DISCUSSION (1595 words)
The acute administration of doxycycline or COL-3 demonstrated an
anti-dyskinetic effect in rats with already established LID. Notably, we
demonstrated that co-administration of doxycycline with L-DOPA since the
first day of receiving L-DOPA suppressed the development of AIMs. Our
results demonstrate that doxycycline or COL-3 are useful complements to
L-DOPA, in that they block LID but maintain the improvements in motor
function.
Doxycycline attenuated the increase in FosB, COX-2, GFAP, and OX42
expression in the lesioned striatum induced by L-DOPA treatment.
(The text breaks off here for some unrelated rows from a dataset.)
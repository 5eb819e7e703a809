//! Terminal UI components (spinner, colors).

mod spinner;
mod style;

pub use spinner::Spinner;
pub use style::Style;
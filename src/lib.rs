//! # fy - Cached Translation CLI
//!
//! `fy` translates short pieces of text through the Baidu Fanyi API and
//! keeps every result in a local JSON cache, so repeated lookups never hit
//! the network.
//!
//! ## Quick Start
//!
//! ```bash
//! export TRANSLATE_APPID=your-app-id
//! export TRANSLATE_SECRET=your-secret
//!
//! # Translate into Chinese
//! fy hello world
//!
//! # Translate into English
//! fy -c 你好
//! ```
//!
//! ## Configuration
//!
//! Optional settings are read from `~/.config/fy/config.toml`:
//!
//! ```toml
//! [fy]
//! endpoint = "https://api.fanyi.baidu.com/api/trans/vip/translate"
//! salt = "baidu"
//! cache_file = "/home/me/translate.json"
//! timeout_secs = 10
//! ```
//!
//! `TRANSLATE_APPID` and `TRANSLATE_SECRET` take precedence over `app_id`
//! and `secret` in the file.

/// Local JSON translation cache.
pub mod cache;

/// Command-line interface definitions and handlers.
pub mod cli;

/// Configuration file loading and resolution.
pub mod config;

/// File system utilities.
pub mod fs;

/// Global output configuration and diagnostics.
pub mod output;

/// Path utilities for configuration and cache.
pub mod paths;

/// Translation client, request signing and the cache-backed translator.
pub mod translation;

/// Terminal UI components (spinner, colors).
pub mod ui;
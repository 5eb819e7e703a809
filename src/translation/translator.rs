use anyhow::Result;

use super::client::TranslationClient;
use super::locale::Locale;
use super::record::TranslationRecord;
use crate::cache::CacheStore;
use crate::config::Config;
use crate::output;
use crate::ui::Spinner;

/// A source of translations.
#[allow(async_fn_in_trait)]
pub trait Provider {
    async fn translate(&self, text: &str, locale: Locale) -> Result<TranslationRecord>;
}

impl Provider for TranslationClient {
    async fn translate(&self, text: &str, locale: Locale) -> Result<TranslationRecord> {
        Self::translate(self, text, locale).await
    }
}

/// Answers translation requests from the local cache, falling back to the
/// provider on a miss.
pub struct Translator<P> {
    provider: P,
    cache: CacheStore,
    locale: Locale,
}

impl Translator<TranslationClient> {
    pub fn from_config(config: &Config) -> Result<Self> {
        Ok(Self::new(
            TranslationClient::new(config)?,
            CacheStore::new(&config.cache_file),
            config.locale,
        ))
    }
}

impl<P: Provider> Translator<P> {
    pub const fn new(provider: P, cache: CacheStore, locale: Locale) -> Self {
        Self {
            provider,
            cache,
            locale,
        }
    }

    pub const fn cache(&self) -> &CacheStore {
        &self.cache
    }

    /// Translates `content` and returns the translated entries joined by `,`.
    ///
    /// Never fails: provider and cache errors are reported on stderr and
    /// the result degrades to an empty string. Whether an empty result is
    /// the right answer to a failed request is questionable, but callers
    /// rely on always getting some output.
    pub async fn translate(&self, content: &str) -> String {
        let record = match self.cache.lookup(content) {
            Some(cached) => cached,
            None => self.fetch(content).await,
        };

        record.display_text()
    }

    async fn fetch(&self, content: &str) -> TranslationRecord {
        let result = {
            let _spinner = Spinner::new("Translating...");
            self.provider.translate(content, self.locale).await
        };

        match result {
            Ok(record) => {
                // A record without entries can never satisfy a lookup.
                if !record.is_empty()
                    && let Err(err) = self.cache.append(record.clone())
                {
                    output::report_error(&err);
                }
                record
            }
            Err(err) => {
                output::report_error(&err);
                TranslationRecord::default()
            }
        }
    }
}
The
results demonstrated an increase in MMP-2/MMP-9 activity and ROS
presence in the striatum of L-DOPA-dyskinetic parkinsonian rats.
Treatment with doxycycline decreased MMP-2/MMP-9 activity and ROS
induced by L-DOPA treatment. The increase of ROS and MMP-2/MMP-9
activity was positively correlated with the degree of dyskinesia. Acute
doxycycline treatment decreased MMP-9 gel detection related to LID,
while chronic treatment decreased MMP2 and MMP-9 detection.
In agreement with our hypothesis, the modulation of inflammatory
processes aimed at preventing or interrupting the cycle between damaged
dopamine neurons, L-DOPA-treatment and dysregulated inflammation has the
potential to emerge as a novel therapeutic strategy.